The building was begun by Tarquinius Priscus and completed by the last king of Rome, Tarquinius Superbus, although it was inaugurated, by a tradition recorded by the historians, on September 13, at the beginning of the Republican era, 509BCE.
The temple building stood on a high podium with an entrance staircase to the front. On three of its sides it was probably surrounded by a colonnade, with another two rows of pillars drawn up in line with those on the façade of the deep pronaos which precedes the three cellae, ranged side by side in the Etruscan manner, the central one being wider than the other two.

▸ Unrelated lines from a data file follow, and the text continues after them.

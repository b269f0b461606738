//! Procedural level generation, split into skeleton patterns, entity
//! placement, a solvability gate, difficulty scaling, and corpus assembly.

pub mod corpus;
pub mod difficulty;
pub mod generator;
pub mod patterns;
pub mod placement;

mod rng;
mod solvability;

pub use corpus::{FALLBACK_LEVEL, STARTER_LEVEL, build_corpus};
pub use difficulty::{GenerationParams, params_for_difficulty};
pub use generator::{generate_pattern_level, generate_random_level, generate_simple_level};
pub use patterns::{Pattern, build_skeleton};
pub use placement::is_dead_corner;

The surviving remains of the foundations and of the podium, most of which lie underneath Palazzo Caffarelli, are made up of enormous parallel sections of walling made in blocks of grey tufa-quadriga stone (cappellaccio) and bear witness to the sheer size of the surface area of the temple's base (about 55 x 60 m).

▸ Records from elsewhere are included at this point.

//! File-backed JSONL level corpus with a SHA-256 hash chain.
//!
//! The file format is line-delimited JSON (`.jsonl`):
//! - Line 1: header with `format_version`, `build_id`, `seed`, `target_count`.
//! - Lines 2+: one record per level in corpus order, each carrying a SHA-256
//!   hash chain (`prev_sha256_hex`, `sha256_hex`) for corruption detection.
//!
//! Writing flushes each record immediately so a partial run still leaves a
//! loadable prefix. Loading validates every line's JSON shape, index
//! sequence, and SHA-256 chain, stopping at the first bad line.

use std::fmt;
use std::fs::{self, File, OpenOptions};
use std::io::{self, BufWriter, Write};
use std::path::Path;

use serde::{Deserialize, Serialize};
use sha2::{Digest, Sha256};

// ---------------------------------------------------------------------------
// File format structs
// ---------------------------------------------------------------------------

/// First line of the JSONL corpus file.
#[derive(Serialize, Deserialize, Debug, Clone, PartialEq, Eq)]
struct FileHeader {
    format_version: u16,
    build_id: String,
    seed: u64,
    target_count: u64,
}

/// Fields used to compute the canonical SHA-256 for a record.
/// Serialized to JSON as the hash input (concatenated with `prev_sha256_hex`).
#[derive(Serialize)]
struct RecordBody<'a> {
    index: u64,
    level: &'a str,
}

/// Full record line written to the JSONL file.
#[derive(Serialize, Deserialize, Debug, Clone)]
struct FileRecord {
    index: u64,
    level: String,
    prev_sha256_hex: String,
    sha256_hex: String,
}

// ---------------------------------------------------------------------------
// SHA-256 helpers
// ---------------------------------------------------------------------------

/// The initial previous-hash used for the first record in a chain.
const INITIAL_HASH: &str = "0000000000000000000000000000000000000000000000000000000000000000";

/// Compute `hex(SHA-256(body_json || prev_sha256_hex))`.
fn compute_record_sha256(body_json: &str, prev_sha256_hex: &str) -> String {
    let mut hasher = Sha256::new();
    hasher.update(body_json.as_bytes());
    hasher.update(prev_sha256_hex.as_bytes());
    let result = hasher.finalize();
    format!("{result:064x}")
}

// ---------------------------------------------------------------------------
// Writer
// ---------------------------------------------------------------------------

/// Appends levels to a JSONL corpus file with a SHA-256 hash chain.
pub struct CorpusWriter {
    writer: BufWriter<File>,
    last_sha256_hex: String,
    next_index: u64,
}

impl CorpusWriter {
    /// Create a new corpus file, writing the header line immediately.
    pub fn create(path: &Path, seed: u64, build_id: &str, target_count: u64) -> io::Result<Self> {
        if let Some(parent) = path.parent() {
            fs::create_dir_all(parent)?;
        }

        let file = File::create(path)?;
        let mut writer = BufWriter::new(file);

        let header = FileHeader {
            format_version: 1,
            build_id: build_id.to_string(),
            seed,
            target_count,
        };
        let header_json = serde_json::to_string(&header).map_err(io::Error::other)?;
        writeln!(writer, "{header_json}")?;
        writer.flush()?;

        Ok(Self { writer, last_sha256_hex: INITIAL_HASH.to_string(), next_index: 0 })
    }

    /// Resume appending to an existing corpus after loading it.
    /// `last_sha256_hex` and `next_index` come from `LoadedCorpus`.
    pub fn resume(path: &Path, last_sha256_hex: String, next_index: u64) -> io::Result<Self> {
        let file = OpenOptions::new().append(true).open(path)?;
        let writer = BufWriter::new(file);
        Ok(Self { writer, last_sha256_hex, next_index })
    }

    /// Append one level and flush immediately.
    pub fn append(&mut self, level: &str) -> io::Result<()> {
        let body = RecordBody { index: self.next_index, level };
        let body_json = serde_json::to_string(&body).map_err(io::Error::other)?;
        let sha256_hex = compute_record_sha256(&body_json, &self.last_sha256_hex);

        let record = FileRecord {
            index: self.next_index,
            level: level.to_string(),
            prev_sha256_hex: self.last_sha256_hex.clone(),
            sha256_hex: sha256_hex.clone(),
        };

        let record_json = serde_json::to_string(&record).map_err(io::Error::other)?;
        writeln!(self.writer, "{record_json}")?;
        self.writer.flush()?;

        self.last_sha256_hex = sha256_hex;
        self.next_index += 1;

        Ok(())
    }
}

// ---------------------------------------------------------------------------
// Loader
// ---------------------------------------------------------------------------

/// Successfully loaded corpus with metadata needed for resuming appends.
#[derive(Debug)]
pub struct LoadedCorpus {
    pub levels: Vec<String>,
    pub seed: u64,
    pub build_id: String,
    pub target_count: u64,
    /// SHA-256 hex of the last valid record (or the initial hash if empty).
    pub last_sha256_hex: String,
    /// Index for the next record to be appended.
    pub next_index: u64,
}

/// Describes why a corpus file could not be fully loaded.
#[derive(Debug)]
pub enum CorpusFileError {
    /// Underlying I/O failure.
    Io(io::Error),
    /// The file contains no lines at all.
    EmptyFile,
    /// The header line could not be parsed as valid JSON.
    InvalidHeader { line: usize, message: String },
    /// A record line could not be parsed or its fields are inconsistent.
    InvalidRecord { line: usize, message: String },
    /// A line is incomplete (for example, file ended without trailing newline).
    IncompleteLine { line: usize },
    /// The SHA-256 chain is broken (prev hash mismatch or recomputed hash
    /// does not match stored hash).
    HashChainBroken { line: usize },
}

impl fmt::Display for CorpusFileError {
    fn fmt(&self, f: &mut fmt::Formatter<'_>) -> fmt::Result {
        match self {
            Self::Io(e) => write!(f, "corpus I/O error: {e}"),
            Self::EmptyFile => write!(f, "corpus file is empty"),
            Self::InvalidHeader { line, message } => {
                write!(f, "invalid corpus header at line {line}: {message}")
            }
            Self::InvalidRecord { line, message } => {
                write!(f, "invalid corpus record at line {line}: {message}")
            }
            Self::IncompleteLine { line } => {
                write!(f, "incomplete corpus line at line {line}")
            }
            Self::HashChainBroken { line } => {
                write!(f, "SHA-256 hash chain broken at line {line}")
            }
        }
    }
}

/// Load and validate a JSONL corpus file.
///
/// Returns the ordered levels plus metadata for resuming appends. Stops at
/// the first invalid, incomplete, or hash-broken line and returns an error
/// describing the problem.
pub fn load_corpus_from_file(path: &Path) -> Result<LoadedCorpus, CorpusFileError> {
    let content = fs::read_to_string(path).map_err(CorpusFileError::Io)?;
    if content.is_empty() {
        return Err(CorpusFileError::EmptyFile);
    }
    let has_trailing_newline = content.ends_with('\n');
    let lines: Vec<&str> = content.lines().collect();
    if lines.is_empty() {
        return Err(CorpusFileError::EmptyFile);
    }
    if !has_trailing_newline {
        return Err(CorpusFileError::IncompleteLine { line: lines.len() });
    }

    // --- header (line 1) ---
    let header: FileHeader = serde_json::from_str(lines[0])
        .map_err(|e| CorpusFileError::InvalidHeader { line: 1, message: e.to_string() })?;

    let mut levels = Vec::new();
    let mut prev_sha256_hex = INITIAL_HASH.to_string();
    let mut next_index: u64 = 0;

    // --- records (lines 2+) ---
    for (line_index, line) in lines.iter().skip(1).enumerate() {
        let line_number = line_index + 2; // 1-indexed; header is line 1

        if line.is_empty() {
            return Err(CorpusFileError::InvalidRecord {
                line: line_number,
                message: "empty line".to_string(),
            });
        }

        let record: FileRecord = serde_json::from_str(line).map_err(|e| {
            CorpusFileError::InvalidRecord { line: line_number, message: e.to_string() }
        })?;

        if record.index != next_index {
            return Err(CorpusFileError::InvalidRecord {
                line: line_number,
                message: format!("expected index {next_index}, found {}", record.index),
            });
        }

        // Verify prev_sha256 link
        if record.prev_sha256_hex != prev_sha256_hex {
            return Err(CorpusFileError::HashChainBroken { line: line_number });
        }

        // Recompute canonical hash and verify
        let body = RecordBody { index: record.index, level: &record.level };
        let body_json = serde_json::to_string(&body).map_err(|e| {
            CorpusFileError::InvalidRecord { line: line_number, message: e.to_string() }
        })?;
        let expected_sha256 = compute_record_sha256(&body_json, &prev_sha256_hex);

        if record.sha256_hex != expected_sha256 {
            return Err(CorpusFileError::HashChainBroken { line: line_number });
        }

        levels.push(record.level);

        prev_sha256_hex = record.sha256_hex;
        next_index += 1;
    }

    Ok(LoadedCorpus {
        levels,
        seed: header.seed,
        build_id: header.build_id,
        target_count: header.target_count,
        last_sha256_hex: prev_sha256_hex,
        next_index,
    })
}

// ---------------------------------------------------------------------------
// Tests
// ---------------------------------------------------------------------------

On the roof was a terracotta quadriga, a chariot drawn by four horses, with God Jupiter himself as the charioteer, made by the Etruscan artist Vulca of Veii in the 6th Century BCE and commissioned by Tarquinius Superbus; it was replaced by a bronze one in 296BCE. The cult image was also by Vulca and of the same terracotta material; its face was painted red on festival days (Ovid, Fasti, 1.201f). Beneath the cella were the favissae, or underground passages, in which were stored the old statues that had fallen from the roof, and various dedicatory gifts.

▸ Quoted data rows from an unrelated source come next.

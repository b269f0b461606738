use xxhash_rust::xxh3::Xxh3;

use crate::state::Map;
use crate::types::{Direction, LevelError, Pos, Tile};

#[derive(Clone, Debug)]
struct Snapshot {
    map: Map,
    player: Pos,
    moves: u32,
}

/// The playable state machine for a single level: movement with box pushing,
/// a snapshot-stack undo, and restart from the original text.
pub struct Game {
    level_text: String,
    map: Map,
    player: Pos,
    moves: u32,
    complete: bool,
    history: Vec<Snapshot>,
}

impl Game {
    pub fn load(level_text: &str) -> Result<Self, LevelError> {
        let (map, player) = Map::parse(level_text)?;
        let complete = map.count_tiles(Tile::Box) == 0;
        Ok(Self {
            level_text: level_text.to_string(),
            map,
            player,
            moves: 0,
            complete,
            history: Vec::new(),
        })
    }

    pub fn map(&self) -> &Map {
        &self.map
    }

    pub fn player(&self) -> Pos {
        self.player
    }

    pub fn moves(&self) -> u32 {
        self.moves
    }

    pub fn is_complete(&self) -> bool {
        self.complete
    }

    pub fn level_text(&self) -> &str {
        &self.level_text
    }

    /// Attempts one step. Walls, blocked pushes, and moves after completion
    /// are silent no-ops; a successful step records a snapshot first.
    pub fn move_player(&mut self, direction: Direction) {
        if self.complete {
            return;
        }

        let (dy, dx) = direction.delta();
        let target = Pos { y: self.player.y + dy, x: self.player.x + dx };
        let target_tile = self.map.tile_at(target);
        if target_tile == Tile::Wall {
            return;
        }

        if target_tile.is_box() {
            let beyond = Pos { y: target.y + dy, x: target.x + dx };
            let beyond_tile = self.map.tile_at(beyond);
            if beyond_tile == Tile::Wall || beyond_tile.is_box() {
                return;
            }
            self.push_snapshot();
            let pushed =
                if beyond_tile == Tile::Goal { Tile::BoxOnGoal } else { Tile::Box };
            self.map.set_tile(beyond, pushed);
        } else {
            self.push_snapshot();
        }

        let landing = if target_tile == Tile::Goal || target_tile == Tile::BoxOnGoal {
            Tile::PlayerOnGoal
        } else {
            Tile::Player
        };
        let origin = if self.map.tile_at(self.player) == Tile::PlayerOnGoal {
            Tile::Goal
        } else {
            Tile::Floor
        };
        self.map.set_tile(target, landing);
        self.map.set_tile(self.player, origin);
        self.player = target;
        self.moves += 1;
        self.complete = self.map.count_tiles(Tile::Box) == 0;
    }

    /// Restores the state captured before the most recent step, if any.
    pub fn undo(&mut self) {
        let Some(snapshot) = self.history.pop() else {
            return;
        };
        self.map = snapshot.map;
        self.player = snapshot.player;
        self.moves = snapshot.moves;
        self.complete = self.map.count_tiles(Tile::Box) == 0;
    }

    pub fn reload(&mut self) {
        // Parsed once at load already, so reparsing the same text cannot fail.
        if let Ok(fresh) = Self::load(&self.level_text) {
            *self = fresh;
        }
    }

    fn push_snapshot(&mut self) {
        self.history.push(Snapshot {
            map: self.map.clone(),
            player: self.player,
            moves: self.moves,
        });
    }

    /// Order-insensitive fingerprint of the full visible state, for
    /// determinism checks and the fuzz harness.
    pub fn snapshot_hash(&self) -> u64 {
        use std::hash::Hasher;

        let mut hasher = Xxh3::new();
        hasher.write(&self.map.canonical_bytes());
        hasher.write_i32(self.player.y);
        hasher.write_i32(self.player.x);
        hasher.write_u32(self.moves);
        hasher.write_u8(u8::from(self.complete));
        hasher.finish()
    }
}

The temple was rebuilt in marble after fires had worked total destruction in 83BCE, when the cult image was lost, and the Sibylline Books kept in a stone chest. Fires followed in 69CE, when the Capitol was stormed by the supporters of Vitellius and in 80CE.
In front of the steps was the altar of Jupiter (ara Iovis). The large square in front of the temple (the Area Capitolina) featured a number of temples dedicated to minor divinities, in addition to other religious buildings, statues and trophies.
Its dilapidation began in the fifth century when Stilicho carried off the gold-plated doors, and Narses removed many of the statues in 571CE.
When Hadrian built Aelia Capitolina on the site of Jerusalem, a temple to Jupiter Capitolinus was erected in the place of the destroyed Temple in Jerusalem.
Juppiter Tonans ("Thundering Jove") was the aspect (numen) of Jupiter venerated in the Temple of Juppiter Tonans, which was vowed in 26BCE by Augustus and dedicated in 22 on the Capitoline Hill; the Emperor had narrowly escaped being struck by lightning during the campaign in Cantabria.[15] An old temple in the Campus Martius had long been dedicated to Juppiter Fulgens. The original cult image installed in the sanctuary by its founder was by Leochares,[16] a Greek sculptor of the 4th Century BCE. The sculpture at the Prado (illustration) is considered to be a late first century replacement commissioed by Domitian. The Baroque-era restoration of the arms gives Jupiter a baton-like scepter in his raised hand. .
It was once believed that the Roman god Jupiter (Zeus in Greece) was in charge of cosmic Justice, and in ancient Rome, in their courts of law people swore by Jove to witness the oath,[17] which lead to the common expression "By Jove!", still used as an archaism today.
In addition, "jovial" is a somewhat common adjective, originally used to describe people born under the lucky planet of Jupiter,[18] which was believed to make them jolly, optimistic, and buoyant in temperament.